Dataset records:
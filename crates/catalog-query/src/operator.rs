//! Operator table, boolean keywords and identifier validation.

use crate::ast::Operator;

/// A bare boolean connective between filters.
#[derive(Debug, Clone, Copy, PartialEq, Eq)]
pub enum BoolKeyword {
    And,
    Or,
    Not,
}

/// Classify a token as a boolean connective (case-insensitive).
pub fn boolean_keyword(token: &str) -> Option<BoolKeyword> {
    if token.eq_ignore_ascii_case("AND") {
        Some(BoolKeyword::And)
    } else if token.eq_ignore_ascii_case("OR") {
        Some(BoolKeyword::Or)
    } else if token.eq_ignore_ascii_case("NOT") {
        Some(BoolKeyword::Not)
    } else {
        None
    }
}

/// Map an operator symbol from the query text to an [`Operator`].
pub fn parse_operator(symbol: &str) -> Option<Operator> {
    let op = match symbol.to_lowercase().as_str() {
        ":" | "=" | "==" => Operator::Equals,
        "contains" => Operator::Contains,
        "!=" | "<>" => Operator::NotEquals,
        ">" => Operator::Greater,
        "<" => Operator::Less,
        ">=" => Operator::GreaterEqual,
        "<=" => Operator::LessEqual,
        "in" => Operator::In,
        "not" | "not in" => Operator::NotIn,
        "range" => Operator::Range,
        "~" | "like" => Operator::Wildcard,
        _ => return None,
    };
    Some(op)
}

/// Check that a field path segment is safe to splice into a JSON path.
///
/// Only ASCII letters, digits and underscores are accepted.
pub fn is_valid_identifier(s: &str) -> bool {
    !s.is_empty() && s.chars().all(|c| c.is_ascii_alphanumeric() || c == '_')
}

__Task__: Some of the data mentions "BoolKeyword". Copy every line where it does.

__Task result__:
pub enum BoolKeyword {
pub fn boolean_keyword(token: &str) -> Option<BoolKeyword> {
        Some(BoolKeyword::And)
        Some(BoolKeyword::Or)
        Some(BoolKeyword::Not)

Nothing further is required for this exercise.